楠木:さらに「ラール・エ・ラ・マニエール」というフレンチレストランを銀座でやっていらして、これも最前線系、手触り系を求めて始められたのですか?
鎌田:ワインが好きなのがきっかけです。こう言った段階で、すでにどこかのおやじになっちゃっていて危険ですけど(笑)。真実を言うと、仲がいいソムリエがいまして。ワインの話をしたがるやつってウザいじゃないですか(笑)。しかし当人からすれば、ワイン話を聞いてくれる人は、いい人ですよね。そのソムリエは僕のウザいワイン話をじっくり聞いてくれるわけです。「こうだよね」と得た知識を言うと、「そうですねえ」とうなずいてくれるから、いいやつだな、みたいな(笑)。その彼があるとき「レストランをやりたいんですよ」と言うから、ちょっと危険だなと思ったけれど話を聞いちゃったわけです。

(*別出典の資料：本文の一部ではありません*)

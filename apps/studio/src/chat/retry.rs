use std::time::Duration;

use crate::chat::orchestrator::GenerationError;

/// How server failures are retried. Other failures are never retried.
#[derive(Debug, Clone, Copy, PartialEq, Eq)]
pub struct RetryPolicy {
    /// Total attempts, including the first.
    pub max_attempts: u32,
    /// Fixed delay before each retry.
    pub backoff: Duration,
}

impl Default for RetryPolicy {
    fn default() -> Self {
        Self {
            max_attempts: 2,
            backoff: Duration::from_secs(60),
        }
    }
}

impl RetryPolicy {
    pub fn new(max_attempts: u32, backoff: Duration) -> Self {
        Self {
            max_attempts: max_attempts.max(1),
            backoff,
        }
    }

    /// `attempt` is 1-based.
    pub fn should_retry(&self, attempt: u32, err: &GenerationError) -> bool {
        attempt < self.max_attempts && matches!(err, GenerationError::ServerError { .. })
    }
}

#[cfg(test)]
mod tests {
    use super::*;

    fn server_error() -> GenerationError {
        GenerationError::ServerError {
            status: 500,
            message: "boom".to_string(),
        }
    }

    #[test]
    fn test_default_allows_one_retry() {
        let policy = RetryPolicy::default();
        assert!(policy.should_retry(1, &server_error()));
        assert!(!policy.should_retry(2, &server_error()));
        assert_eq!(policy.backoff, Duration::from_secs(60));
    }

    #[test]
    fn test_only_server_errors_retry() {
        let policy = RetryPolicy::default();
        assert!(!policy.should_retry(1, &GenerationError::RateLimited));
        assert!(!policy.should_retry(1, &GenerationError::NetworkError("x".into())));
        assert!(!policy.should_retry(1, &GenerationError::MissingCredential));
    }

    #[test]
    fn test_zero_attempts_is_clamped() {
        assert_eq!(RetryPolicy::new(0, Duration::ZERO).max_attempts, 1);
    }
}
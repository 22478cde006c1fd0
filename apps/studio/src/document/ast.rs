//! Expression tree produced by the transpile step.
//!
//! JSX has already been lowered here: every element is a
//! [`Expr::CreateElement`] whose tag is an ordinary expression resolved
//! through scope, so `<Page>` only works when a `Page` binding exists.

use std::rc::Rc;

#[derive(Debug, Clone, PartialEq)]
pub struct Program {
    pub body: Vec<Stmt>,
}

#[derive(Debug, Clone, Copy, PartialEq, Eq)]
pub enum DeclKind {
    Const,
    Let,
    Var,
}

#[derive(Debug, Clone, PartialEq)]
pub enum Stmt {
    /// `import … from 'module'`. Removed before evaluation.
    Import { names: Vec<String>, module: String },
    /// `export default <expr>`. Removed before evaluation.
    ExportDefault(Expr),
    /// `export <declaration>`. Unwrapped before evaluation.
    Export(Box<Stmt>),
    VarDecl {
        kind: DeclKind,
        decls: Vec<(Pattern, Option<Expr>)>,
    },
    FunctionDecl {
        name: String,
        func: Rc<FunctionDef>,
    },
    Return(Option<Expr>),
    If {
        test: Expr,
        consequent: Box<Stmt>,
        alternate: Option<Box<Stmt>>,
    },
    Block(Vec<Stmt>),
    Expr(Expr),
    Empty,
}

#[derive(Debug, Clone, PartialEq)]
pub enum Pattern {
    Ident(String),
    Object {
        props: Vec<ObjectPatternProp>,
        rest: Option<String>,
    },
    Array(Vec<Option<PatternWithDefault>>),
}

#[derive(Debug, Clone, PartialEq)]
pub struct ObjectPatternProp {
    pub key: String,
    pub value: PatternWithDefault,
}

#[derive(Debug, Clone, PartialEq)]
pub struct PatternWithDefault {
    pub pattern: Pattern,
    pub default: Option<Expr>,
}

#[derive(Debug, Clone, PartialEq)]
pub struct FunctionDef {
    pub name: Option<String>,
    pub params: Vec<PatternWithDefault>,
    pub body: FunctionBody,
}

#[derive(Debug, Clone, PartialEq)]
pub enum FunctionBody {
    Expr(Box<Expr>),
    Block(Vec<Stmt>),
}

#[derive(Debug, Clone, PartialEq)]
pub enum ListItem {
    Item(Expr),
    Spread(Expr),
    Hole,
}

#[derive(Debug, Clone, PartialEq)]
pub enum PropItem {
    KeyValue(String, Expr),
    Spread(Expr),
}

#[derive(Debug, Clone, PartialEq)]
pub enum MemberProp {
    Name(String),
    Computed(Box<Expr>),
}

#[derive(Debug, Clone, Copy, PartialEq, Eq)]
pub enum UnaryOp {
    Not,
    Neg,
    Plus,
    TypeOf,
}

#[derive(Debug, Clone, Copy, PartialEq, Eq)]
pub enum BinaryOp {
    Add,
    Sub,
    Mul,
    Div,
    Rem,
    StrictEq,
    StrictNe,
    LooseEq,
    LooseNe,
    Lt,
    Le,
    Gt,
    Ge,
}

#[derive(Debug, Clone, Copy, PartialEq, Eq)]
pub enum LogicalOp {
    And,
    Or,
    Nullish,
}

#[derive(Debug, Clone, PartialEq)]
pub enum Expr {
    Undefined,
    Null,
    Bool(bool),
    Num(f64),
    Str(String),
    Template {
        quasis: Vec<String>,
        exprs: Vec<Expr>,
    },
    Ident(String),
    Array(Vec<ListItem>),
    Object(Vec<PropItem>),
    Member {
        object: Box<Expr>,
        property: MemberProp,
        optional: bool,
    },
    Call {
        callee: Box<Expr>,
        args: Vec<ListItem>,
        optional: bool,
    },
    Unary {
        op: UnaryOp,
        arg: Box<Expr>,
    },
    Binary {
        op: BinaryOp,
        left: Box<Expr>,
        right: Box<Expr>,
    },
    Logical {
        op: LogicalOp,
        left: Box<Expr>,
        right: Box<Expr>,
    },
    Conditional {
        test: Box<Expr>,
        consequent: Box<Expr>,
        alternate: Box<Expr>,
    },
    Function(Rc<FunctionDef>),
    /// Lowered JSX. `tag == None` is a fragment (`<>…</>`).
    CreateElement {
        tag: Option<Box<Expr>>,
        props: Vec<PropItem>,
        children: Vec<Expr>,
    },
}
#[derive(Debug, Clone, PartialEq, Serialize)]
pub struct LaidOutPage {
    pub width: f32,
    pub height: f32,
    pub items: Vec<DrawItem>,
}

#[derive(Debug, Clone, PartialEq, Serialize)]
#[serde(tag = "kind", rename_all = "snake_case")]
pub enum DrawItem {
    Text {
        x: f32,
        baseline: f32,
        text: String,
        face: FontFace,
        size: f32,
        color: Color,
    },
    Rect {
        x: f32,
        y: f32,
        width: f32,
        height: f32,
        color: Color,
    },
    Rule {
        x1: f32,
        x2: f32,
        y: f32,
        thickness: f32,
        color: Color,
    },
}

impl DrawItem {
    fn translate(&mut self, dx: f32, dy: f32) {
        match self {
            DrawItem::Text { x, baseline, .. } => {
                *x += dx;
                *baseline += dy;
            }
            DrawItem::Rect { x, y, .. } => {
                *x += dx;
                *y += dy;
            }
            DrawItem::Rule { x1, x2, y, .. } => {
                *x1 += dx;
                *x2 += dx;
                *y += dy;
            }
        }
    }
}

impl LaidOutDocument {
    /// All text on all pages, in paint order. Handy for assertions.
    pub fn text(&self) -> String {
        let mut out = Vec::new();
        for page in &self.pages {
            for item in &page.items {
                if let DrawItem::Text { text, .. } = item {
                    out.push(text.as_str());
                }
            }
        }
        out.join(" ")
    }
}

pub fn layout(tree: &DocumentTree) -> LaidOutDocument {
    let mut pages = Vec::new();
    for page in &tree.pages {
        pages.extend(layout_page(page));
    }
    if pages.is_empty() {
        pages.push(LaidOutPage {
            width: A4.0,
            height: A4.1,
            items: Vec::new(),
        });
    }
    LaidOutDocument { pages }
}

fn layout_page(page: &PageNode) -> Vec<LaidOutPage> {
    let [pt, pr, pb, pl] = page.style.padding.resolve(page.width);
    let mut flow = Flow::paged(pt, page.height - pb);
    let text_style = TextStyle::default().inherit(&page.style);
    let inner_width = (page.width - pl - pr).max(0.0);

    match page.style.flex_direction {
        Some(FlexDirection::Row) => layout_row(
            &mut flow,
            &page.children,
            pl,
            inner_width,
            &text_style,
            page.style.justify_content.unwrap_or_default(),
        ),
        _ => {
            for child in &page.children {
                layout_node(&mut flow, child, pl, inner_width, &text_style);
            }
        }
    }

    flow.pages
        .into_iter()
        .map(|mut items| {
            if let Some(color) = page.style.background_color {
                items.insert(
                    0,
                    DrawItem::Rect {
                        x: 0.0,
                        y: 0.0,
                        width: page.width,
                        height: page.height,
                        color,
                    },
                );
            }
            LaidOutPage {
                width: page.width,
                height: page.height,
                items,
            }
        })
        .collect()
}

// ────────────────────────────────────────────────────────────────────────────
// Flow
// ────────────────────────────────────────────────────────────────────────────

/// Vertical cursor over one or more pages.
struct Flow {
    top: f32,
    bottom: f32,
    paginate: bool,
    pages: Vec<Vec<DrawItem>>,
    y: f32,
}

impl Flow {
    fn paged(top: f32, bottom: f32) -> Self {
        Self {
            top,
            bottom,
            paginate: true,
            pages: vec![Vec::new()],
            y: top,
        }
    }

    /// A single endless page, for measuring row children.
    fn unbounded() -> Self {
        Self {
            top: 0.0,
            bottom: f32::INFINITY,
            paginate: false,
            pages: vec![Vec::new()],
            y: 0.0,
        }
    }

    fn page_index(&self) -> usize {
        self.pages.len() - 1
    }

    fn item_count(&self) -> usize {
        self.pages.last().map_or(0, Vec::len)
    }

    fn push(&mut self, item: DrawItem) {
        if let Some(page) = self.pages.last_mut() {
            page.push(item);
        }
    }

    fn insert(&mut self, index: usize, item: DrawItem) {
        if let Some(page) = self.pages.last_mut() {
            page.insert(index.min(page.len()), item);
        }
    }

    /// Starts a new page unless `height` still fits. A block taller than
    /// a whole page is placed at the top and allowed to overflow.
    fn ensure_room(&mut self, height: f32) {
        if self.paginate && self.y + height > self.bottom + EPSILON && self.y > self.top + EPSILON
        {
            self.pages.push(Vec::new());
            self.y = self.top;
        }
    }

    fn into_items(self) -> Vec<DrawItem> {
        self.pages.into_iter().flatten().collect()
    }
}
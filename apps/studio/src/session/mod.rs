pub mod cooldown;
pub mod credentials;
pub mod handlers;
pub mod state;
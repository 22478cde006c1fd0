//! PDF export through a short-lived temp file.

use std::io::{self, Read, Seek, SeekFrom, Write};
use std::path::Path;
use std::sync::atomic::{AtomicUsize, Ordering};
use std::sync::Arc;

use tempfile::NamedTempFile;
use thiserror::Error;
use tracing::debug;

use crate::document::compiler::{self, CompileError};
use crate::document::render::{DocumentRenderer, RenderError};

/// Download name of the exported artifact.
pub const EXPORT_FILE_NAME: &str = "resume.pdf";

#[derive(Debug, Error)]
pub enum ExportError {
    #[error(transparent)]
    Compile(#[from] CompileError),

    #[error(transparent)]
    Render(#[from] RenderError),

    #[error("temporary export file failed: {0}")]
    Io(#[from] io::Error),
}

/// Tracks live export handles.
#[derive(Debug, Clone, Default)]
pub struct ExportSlots {
    live: Arc<AtomicUsize>,
    peak: Arc<AtomicUsize>,
}

impl ExportSlots {
    pub fn live(&self) -> usize {
        self.live.load(Ordering::SeqCst)
    }

    /// Highest number of handles ever alive at once.
    pub fn peak(&self) -> usize {
        self.peak.load(Ordering::SeqCst)
    }

    pub fn allocate(&self) -> Result<ExportHandle, ExportError> {
        let file = tempfile::Builder::new()
            .prefix("resume-")
            .suffix(".pdf")
            .tempfile()?;
        let now_live = self.live.fetch_add(1, Ordering::SeqCst) + 1;
        self.peak.fetch_max(now_live, Ordering::SeqCst);
        Ok(ExportHandle {
            file,
            live: Arc::clone(&self.live),
        })
    }
}

/// A temp file holding one export. Deleted and released on drop.
#[derive(Debug)]
pub struct ExportHandle {
    file: NamedTempFile,
    live: Arc<AtomicUsize>,
}

impl ExportHandle {
    pub fn path(&self) -> &Path {
        self.file.path()
    }

    pub fn write(&mut self, bytes: &[u8]) -> Result<(), ExportError> {
        let file = self.file.as_file_mut();
        file.write_all(bytes)?;
        file.flush()?;
        Ok(())
    }

    /// Reads the artifact back and releases the handle.
    pub fn deliver(mut self) -> Result<Vec<u8>, ExportError> {
        let file = self.file.as_file_mut();
        file.seek(SeekFrom::Start(0))?;
        let mut bytes = Vec::new();
        file.read_to_end(&mut bytes)?;
        Ok(bytes)
    }
}

impl Drop for ExportHandle {
    fn drop(&mut self) {
        self.live.fetch_sub(1, Ordering::SeqCst);
        debug!(path = %self.file.path().display(), "Export handle released");
    }
}

/// Compiles `source` afresh, renders it, and passes the bytes through a
/// temp file. Every exit path releases the handle.
pub fn export_document(
    source: &str,
    renderer: &DocumentRenderer,
    slots: &ExportSlots,
) -> Result<Vec<u8>, ExportError> {
    let doc = compiler::compile(source)?;
    let pdf = renderer.render_to_artifact(&doc)?;
    let mut handle = slots.allocate()?;
    handle.write(&pdf)?;
    handle.deliver()
}

#[cfg(test)]
mod tests {
    use super::*;
    use crate::document::templates::DEFAULT_TEMPLATE;

    #[test]
    fn test_export_produces_pdf_and_releases_handle() {
        let slots = ExportSlots::default();
        let bytes = export_document(DEFAULT_TEMPLATE, &DocumentRenderer::new(), &slots).unwrap();
        assert!(bytes.starts_with(b"%PDF"));
        assert_eq!(slots.live(), 0);
    }

    #[test]
    fn test_successive_exports_hold_one_handle_at_most() {
        let slots = ExportSlots::default();
        let renderer = DocumentRenderer::new();
        export_document(DEFAULT_TEMPLATE, &renderer, &slots).unwrap();
        export_document(DEFAULT_TEMPLATE, &renderer, &slots).unwrap();
        assert_eq!(slots.peak(), 1);
        assert_eq!(slots.live(), 0);
    }

    #[test]
    fn test_failed_export_allocates_nothing() {
        let slots = ExportSlots::default();
        let err = export_document("const x = 1;", &DocumentRenderer::new(), &slots).unwrap_err();
        assert!(matches!(err, ExportError::Compile(CompileError::MissingRoot(_))));
        assert_eq!(slots.peak(), 0);
    }

    #[test]
    fn test_dropping_handle_removes_file() {
        let slots = ExportSlots::default();
        let mut handle = slots.allocate().unwrap();
        handle.write(b"%PDF-1.3").unwrap();
        let path = handle.path().to_path_buf();
        assert!(path.exists());
        drop(handle);
        assert!(!path.exists());
        assert_eq!(slots.live(), 0);
    }
}
//! Transpile step: document fragment source → [`Program`].
//!
//! A recursive-descent parser over the lexer in [`super::lexer`]. JSX is lowered
//! on the fly into [`Expr::CreateElement`] nodes, so nothing downstream ever
//! sees template syntax.

use std::rc::Rc;

use crate::document::ast::{
    BinaryOp, DeclKind, Expr, FunctionBody, FunctionDef, ListItem, LogicalOp, MemberProp,
    ObjectPatternProp, Pattern, PatternWithDefault, Program, PropItem, Stmt, UnaryOp,
};
use crate::document::compiler::CompileError;
use crate::document::lexer::{
    normalize_jsx_text, JsxChild, Lexer, LexerState, Position, Token, TokenKind,
};

/// Recursive constructs (groupings, elements, blocks, patterns) open at once.
const MAX_NESTING: u32 = 64;
/// Nesting plus operator and member links along one path of the tree.
const MAX_HEIGHT: u32 = 256;

/// Parses a whole fragment.
pub fn parse_program(source: &str) -> Result<Program, CompileError> {
    let mut parser = Parser::new(Lexer::new(source));
    let mut body = Vec::new();
    while !parser.at_eof()? {
        body.push(parser.parse_statement()?);
    }
    Ok(Program { body })
}

enum InfixOp {
    Binary(BinaryOp),
    Logical(LogicalOp),
}

struct ParserState {
    lexer: LexerState,
    peeked: Option<Token>,
}

struct Parser {
    lexer: Lexer,
    peeked: Option<Token>,
    nesting: u32,
    height: u32,
}
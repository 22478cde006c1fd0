//! Static font-metric tables for the PDF standard fonts.
//!
//! Widths are in em units (relative to font size), taken from the Adobe AFM
//! files for the base-14 fonts. Oblique and italic faces reuse the upright
//! widths; Helvetica-Oblique is identical and Times-Italic is close enough
//! for greedy line breaking.
//! All tables cover ASCII 0x20..=0x7E (95 printable characters).
//! Index = (char as usize) - 32.

use serde::{Deserialize, Serialize};

// ────────────────────────────────────────────────────────────────────────────
// Font faces
// ────────────────────────────────────────────────────────────────────────────

#[derive(Debug, Clone, Copy, PartialEq, Eq, Hash, Serialize, Deserialize)]
pub enum FontFamily {
    Helvetica,
    Times,
    Courier,
}

impl FontFamily {
    /// Maps a CSS-ish `fontFamily` value onto a standard font.
    /// Anything unrecognised (including `Arial`) is Helvetica.
    pub fn from_css(name: &str) -> Self {
        let lower = name.to_ascii_lowercase();
        if lower.contains("courier") || lower.contains("mono") {
            FontFamily::Courier
        } else if lower.contains("times") || lower.contains("georgia") || lower == "serif" {
            FontFamily::Times
        } else {
            FontFamily::Helvetica
        }
    }
}

/// A concrete face: family plus weight and slant.
#[derive(Debug, Clone, Copy, PartialEq, Eq, Hash, Serialize, Deserialize)]
pub struct FontFace {
    pub family: FontFamily,
    pub bold: bool,
    pub italic: bool,
}

impl Default for FontFace {
    fn default() -> Self {
        Self {
            family: FontFamily::Helvetica,
            bold: false,
            italic: false,
        }
    }
}

impl FontFace {
    /// PostScript name of the standard font.
    pub fn postscript_name(&self) -> &'static str {
        match (self.family, self.bold, self.italic) {
            (FontFamily::Helvetica, false, false) => "Helvetica",
            (FontFamily::Helvetica, true, false) => "Helvetica-Bold",
            (FontFamily::Helvetica, false, true) => "Helvetica-Oblique",
            (FontFamily::Helvetica, true, true) => "Helvetica-BoldOblique",
            (FontFamily::Times, false, false) => "Times-Roman",
            (FontFamily::Times, true, false) => "Times-Bold",
            (FontFamily::Times, false, true) => "Times-Italic",
            (FontFamily::Times, true, true) => "Times-BoldItalic",
            (FontFamily::Courier, false, false) => "Courier",
            (FontFamily::Courier, true, false) => "Courier-Bold",
            (FontFamily::Courier, false, true) => "Courier-Oblique",
            (FontFamily::Courier, true, true) => "Courier-BoldOblique",
        }
    }

    /// Width of `s` in points at `size`.
    pub fn measure(&self, s: &str, size: f32) -> f32 {
        get_metrics(self).measure_str(s) * size
    }
}

// ────────────────────────────────────────────────────────────────────────────
// Font metric table
// ────────────────────────────────────────────────────────────────────────────

/// Width array slot layout:
/// ```text
/// [0]=sp  [1]=!   [2]="   [3]=#   [4]=$   [5]=%   [6]=&   [7]='
/// [8]=(   [9]=)   [10]=*  [11]=+  [12]=,  [13]=-  [14]=.  [15]=/
/// [16..25]=0-9
/// [26]=:  [27]=;  [28]=<  [29]==  [30]=>  [31]=?  [32]=@
/// [33..58]=A-Z
/// [59]=[  [60]=\  [61]=]  [62]=^  [63]=_  [64]=`
/// [65..90]=a-z
/// [91]={  [92]=|  [93]=}  [94]=~
/// ```
pub struct FontMetricTable {
    widths: [f32; 95],
    /// Bullet, dashes and curly quotes, the non-ASCII glyphs resumes use.
    bullet: f32,
    en_dash: f32,
    em_dash: f32,
    quote: f32,
    /// Fallback width for any other non-ASCII character.
    pub average_char_width: f32,
}

impl FontMetricTable {
    /// Measures the rendered width of a string in em units.
    pub fn measure_str(&self, s: &str) -> f32 {
        s.chars().map(|c| self.char_width(c)).sum()
    }

    fn char_width(&self, c: char) -> f32 {
        let code = c as usize;
        if (32..=126).contains(&code) {
            return self.widths[code - 32];
        }
        match c {
            '\u{a0}' => self.widths[0],
            '•' | '·' => self.bullet,
            '–' => self.en_dash,
            '—' => self.em_dash,
            '‘' | '’' | '“' | '”' => self.quote,
            _ => self.average_char_width,
        }
    }
}

// ────────────────────────────────────────────────────────────────────────────
// Static width tables  (95 ASCII printable characters each)
// ────────────────────────────────────────────────────────────────────────────

static HELVETICA_TABLE: FontMetricTable = FontMetricTable {
    #[rustfmt::skip]
    widths: [
        // sp     !      "      #      $      %      &      '      (      )      *      +      ,      -      .      /
        0.278, 0.278, 0.355, 0.556, 0.556, 0.889, 0.667, 0.191, 0.333, 0.333, 0.389, 0.584, 0.278, 0.333, 0.278, 0.278,
        // 0      1      2      3      4      5      6      7      8      9
        0.556, 0.556, 0.556, 0.556, 0.556, 0.556, 0.556, 0.556, 0.556, 0.556,
        // :      ;      <      =      >      ?      @
        0.278, 0.278, 0.584, 0.584, 0.584, 0.556, 1.015,
        // A      B      C      D      E      F      G      H      I      J      K      L      M
        0.667, 0.667, 0.722, 0.722, 0.667, 0.611, 0.778, 0.722, 0.278, 0.500, 0.667, 0.556, 0.833,
        // N      O      P      Q      R      S      T      U      V      W      X      Y      Z
        0.722, 0.778, 0.667, 0.778, 0.722, 0.667, 0.611, 0.722, 0.667, 0.944, 0.667, 0.667, 0.611,
        // [      \      ]      ^      _      `
        0.278, 0.278, 0.278, 0.469, 0.556, 0.333,
        // a      b      c      d      e      f      g      h      i      j      k      l      m
        0.556, 0.556, 0.500, 0.556, 0.556, 0.278, 0.556, 0.556, 0.222, 0.222, 0.500, 0.222, 0.833,
        // n      o      p      q      r      s      t      u      v      w      x      y      z
        0.556, 0.556, 0.556, 0.556, 0.333, 0.500, 0.278, 0.556, 0.500, 0.722, 0.500, 0.500, 0.500,
        // {      |      }      ~
        0.334, 0.260, 0.334, 0.584,
    ],
    bullet: 0.350,
    en_dash: 0.556,
    em_dash: 1.000,
    quote: 0.222,
    average_char_width: 0.556,
};

static HELVETICA_BOLD_TABLE: FontMetricTable = FontMetricTable {
    #[rustfmt::skip]
    widths: [
        // sp     !      "      #      $      %      &      '      (      )      *      +      ,      -      .      /
        0.278, 0.333, 0.474, 0.556, 0.556, 0.889, 0.722, 0.238, 0.333, 0.333, 0.389, 0.584, 0.278, 0.333, 0.278, 0.278,
        // 0      1      2      3      4      5      6      7      8      9
        0.556, 0.556, 0.556, 0.556, 0.556, 0.556, 0.556, 0.556, 0.556, 0.556,
        // :      ;      <      =      >      ?      @
        0.333, 0.333, 0.584, 0.584, 0.584, 0.611, 0.975,
        // A      B      C      D      E      F      G      H      I      J      K      L      M
        0.722, 0.722, 0.722, 0.722, 0.667, 0.611, 0.778, 0.722, 0.278, 0.556, 0.722, 0.611, 0.833,
        // N      O      P      Q      R      S      T      U      V      W      X      Y      Z
        0.722, 0.778, 0.667, 0.778, 0.722, 0.667, 0.611, 0.722, 0.667, 0.944, 0.667, 0.667, 0.611,
        // [      \      ]      ^      _      `
        0.333, 0.278, 0.333, 0.584, 0.556, 0.333,
        // a      b      c      d      e      f      g      h      i      j      k      l      m
        0.556, 0.611, 0.556, 0.611, 0.556, 0.333, 0.611, 0.611, 0.278, 0.278, 0.556, 0.278, 0.889,
        // n      o      p      q      r      s      t      u      v      w      x      y      z
        0.611, 0.611, 0.611, 0.611, 0.389, 0.556, 0.333, 0.611, 0.556, 0.778, 0.556, 0.556, 0.500,
        // {      |      }      ~
        0.389, 0.280, 0.389, 0.584,
    ],
    bullet: 0.350,
    en_dash: 0.556,
    em_dash: 1.000,
    quote: 0.278,
    average_char_width: 0.584,
};

static TIMES_ROMAN_TABLE: FontMetricTable = FontMetricTable {
    #[rustfmt::skip]
    widths: [
        // sp     !      "      #      $      %      &      '      (      )      *      +      ,      -      .      /
        0.250, 0.333, 0.408, 0.500, 0.500, 0.833, 0.778, 0.180, 0.333, 0.333, 0.500, 0.564, 0.250, 0.333, 0.250, 0.278,
        // 0      1      2      3      4      5      6      7      8      9
        0.500, 0.500, 0.500, 0.500, 0.500, 0.500, 0.500, 0.500, 0.500, 0.500,
        // :      ;      <      =      >      ?      @
        0.278, 0.278, 0.564, 0.564, 0.564, 0.444, 0.921,
        // A      B      C      D      E      F      G      H      I      J      K      L      M
        0.722, 0.667, 0.667, 0.722, 0.611, 0.556, 0.722, 0.722, 0.333, 0.389, 0.722, 0.611, 0.889,
        // N      O      P      Q      R      S      T      U      V      W      X      Y      Z
        0.722, 0.722, 0.556, 0.722, 0.667, 0.556, 0.611, 0.722, 0.722, 0.944, 0.722, 0.722, 0.611,
        // [      \      ]      ^      _      `
        0.333, 0.278, 0.333, 0.469, 0.500, 0.333,
        // a      b      c      d      e      f      g      h      i      j      k      l      m
        0.444, 0.500, 0.444, 0.500, 0.444, 0.333, 0.500, 0.500, 0.278, 0.278, 0.500, 0.278, 0.778,
        // n      o      p      q      r      s      t      u      v      w      x      y      z
        0.500, 0.500, 0.500, 0.500, 0.333, 0.389, 0.278, 0.500, 0.500, 0.722, 0.500, 0.500, 0.444,
        // {      |      }      ~
        0.480, 0.200, 0.480, 0.541,
    ],
    bullet: 0.350,
    en_dash: 0.500,
    em_dash: 1.000,
    quote: 0.333,
    average_char_width: 0.500,
};

static TIMES_BOLD_TABLE: FontMetricTable = FontMetricTable {
    #[rustfmt::skip]
    widths: [
        // sp     !      "      #      $      %      &      '      (      )      *      +      ,      -      .      /
        0.250, 0.333, 0.555, 0.500, 0.500, 1.000, 0.833, 0.278, 0.333, 0.333, 0.500, 0.570, 0.250, 0.333, 0.250, 0.278,
        // 0      1      2      3      4      5      6      7      8      9
        0.500, 0.500, 0.500, 0.500, 0.500, 0.500, 0.500, 0.500, 0.500, 0.500,
        // :      ;      <      =      >      ?      @
        0.333, 0.333, 0.570, 0.570, 0.570, 0.500, 0.930,
        // A      B      C      D      E      F      G      H      I      J      K      L      M
        0.722, 0.667, 0.722, 0.722, 0.667, 0.611, 0.778, 0.778, 0.389, 0.500, 0.778, 0.667, 0.944,
        // N      O      P      Q      R      S      T      U      V      W      X      Y      Z
        0.722, 0.778, 0.611, 0.778, 0.722, 0.556, 0.667, 0.722, 0.722, 1.000, 0.722, 0.722, 0.667,
        // [      \      ]      ^      _      `
        0.333, 0.278, 0.333, 0.581, 0.500, 0.333,
        // a      b      c      d      e      f      g      h      i      j      k      l      m
        0.500, 0.556, 0.444, 0.556, 0.444, 0.333, 0.500, 0.556, 0.278, 0.333, 0.556, 0.278, 0.833,
        // n      o      p      q      r      s      t      u      v      w      x      y      z
        0.556, 0.500, 0.556, 0.556, 0.444, 0.389, 0.333, 0.556, 0.500, 0.722, 0.500, 0.500, 0.444,
        // {      |      }      ~
        0.394, 0.220, 0.394, 0.520,
    ],
    bullet: 0.350,
    en_dash: 0.500,
    em_dash: 1.000,
    quote: 0.333,
    average_char_width: 0.520,
};

/// Courier is monospaced: every glyph is 0.6em.
static COURIER_TABLE: FontMetricTable = FontMetricTable {
    widths: [0.600; 95],
    bullet: 0.600,
    en_dash: 0.600,
    em_dash: 0.600,
    quote: 0.600,
    average_char_width: 0.600,
};

/// Returns the static metric table for a face.
pub fn get_metrics(face: &FontFace) -> &'static FontMetricTable {
    match (face.family, face.bold) {
        (FontFamily::Helvetica, false) => &HELVETICA_TABLE,
        (FontFamily::Helvetica, true) => &HELVETICA_BOLD_TABLE,
        (FontFamily::Times, false) => &TIMES_ROMAN_TABLE,
        (FontFamily::Times, true) => &TIMES_BOLD_TABLE,
        (FontFamily::Courier, _) => &COURIER_TABLE,
    }
}

// ────────────────────────────────────────────────────────────────────────────
// Tests
// ────────────────────────────────────────────────────────────────────────────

楠木:いや、今のお話はすごくよくわかる。ワイン談義をしたがる人というのは、世間一般で言うと成功者じゃないですか。相手にお構いなしで一方的に話しますよ。鎌田さんには、それがない。「基本的に自分は相手に受け入れられない」と言うと語弊がありますが、そういう前提をお持ちのように感じています。その辺が僕が親近感を感じるところで、僕も世界は自分の思いどおりにならないし、都合がいい方向には行かないと思うほうです。自然に受け入れられると思っていない。だから一生懸命自分で共感を得に行く。
鎌田:僕、お仕着せが嫌いなのです。基本に、共感してもらいたいというのがあるのでしょうね。だから共感してもらおうとしすぎるきらいがあります。さっきの営業しすぎる話と同じで、社員を盛り上げたり鼓舞したりというのは、好きか嫌いかでいうとちょっと怪しいけれども得意だとは思います。なぜかというと、僕は共感を得に行っているから。相手が聞きたいことをちゃんと話せるところがあって、それが僕の得意なことだと思うし、営業でも明らかにそうです。
楠木:そうですか。その一方で、わんわん盛り上げてみんなの共感を得ながら、自分はちょっと醒めているところがあるでしょう。
鎌田:醒めていますよ。わんわん盛り上げていい会社にするって大変なことですから、醒めてるくらいじゃないと身が持たないんです(笑)。